|Institution:||Iowa State University|
|Keywords:||Statistics; Statistics and Probability|
|Full text PDF:||http://lib.dr.iastate.edu/rtd/12556
The estimation of the distribution function of a random variable X measured with error is studied. It is assumed that the measurement error is normally distributed with mean zero and known variance sigma 2. The random variable X is assumed to have a continuous density function. Let the i-th observation on X be denoted by Yi=Xi+ei , where ei , is the measurement error. Let Yi ( i = 1,2,...,n) be a sample of independent observations. It is assumed that Xi and ei are mutually independent and each is identically distributed;Three spline estimators of the density function of X are proposed. The first is a weighted quantile regression spline obtained by acting as if the observations were generated by a set of n X*-values.

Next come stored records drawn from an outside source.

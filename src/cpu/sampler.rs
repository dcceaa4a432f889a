use std::collections::HashMap;
use std::time::Duration;

use tokio::time;

use crate::cpu::counters::{self, CpuTicks};
use crate::error::{Error, Result};
use crate::source::FileSource;

/// Gap between the two counter snapshots a utilization sample spans.
pub const SAMPLE_INTERVAL: Duration = Duration::from_secs(1);

/// Share of the interval the aggregate row spent busy, in percent.
pub async fn aggregate_utilization<S: FileSource>(source: &S, interval: Duration) -> Result<f64> {
    let (before, after) = paired(interval, || counters::aggregate(source)).await?;
    Ok(busy_percent(before, after))
}

/// Busy percentage per logical core over one interval. A core present in
/// the first snapshot but gone from the second fails the whole sample; a
/// core that only appears in the second has no baseline and is ignored.
pub async fn thread_utilization<S: FileSource>(
    source: &S,
    interval: Duration,
) -> Result<HashMap<String, f64>> {
    let (before, after) = paired(interval, || counters::per_thread(source)).await?;
    let mut usage = HashMap::with_capacity(before.len());
    for (thread, first) in before {
        let Some(second) = after.get(&thread) else {
            return Err(Error::ThreadVanished(thread));
        };
        usage.insert(thread, busy_percent(first, *second));
    }
    Ok(usage)
}

// Takes `snap` twice, `interval` apart. The sleep is the only suspension
// point in the crate; dropping the future abandons the sample there, and
// no file handle is held across it.
async fn paired<T>(interval: Duration, mut snap: impl FnMut() -> Result<T>) -> Result<(T, T)> {
    let before = snap()?;
    time::sleep(interval).await;
    let after = snap()?;
    Ok((before, after))
}

/// Busy share derived from two tick rows. NaN when no ticks elapsed over
/// the interval; deltas saturate at zero so a counter reset reads as a
/// fresh baseline instead of wrapping, and the result is clamped to
/// [0, 100].
pub fn busy_percent(before: CpuTicks, after: CpuTicks) -> f64 {
    let total = after.total.saturating_sub(before.total);
    if total == 0 {
        return f64::NAN;
    }
    let idle = after.idle.saturating_sub(before.idle);
    ((1.0 - idle as f64 / total as f64) * 100.0).clamp(0.0, 100.0)
}
pub mod config;
pub mod cpu;
pub mod disk;
pub mod error;
pub mod format;
pub mod memory;
pub mod net;
pub mod render;
pub mod snapshot;
pub mod source;

pub use error::{Error, Result};
pub use snapshot::{HostSnapshot, gather, gather_with_interval};
pub use source::{FileSource, HostFs, MemSource};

The n X*-values are defined as a transformation of the original Y-values such that the mean and variance of the X* are consistent estimators of the mean and variance of X. The other two procedures estimate the parameters of the spline function by maximum likelihood. Both use the quantile regression spline estimator as an initial estimator. In all cases, the number of parameters of the spline function is determined by the data with a sample criterion, such as AIC. The proposed spline estimators perform better than a normal mixture estimator and better than a kernel estimator in a simulation study.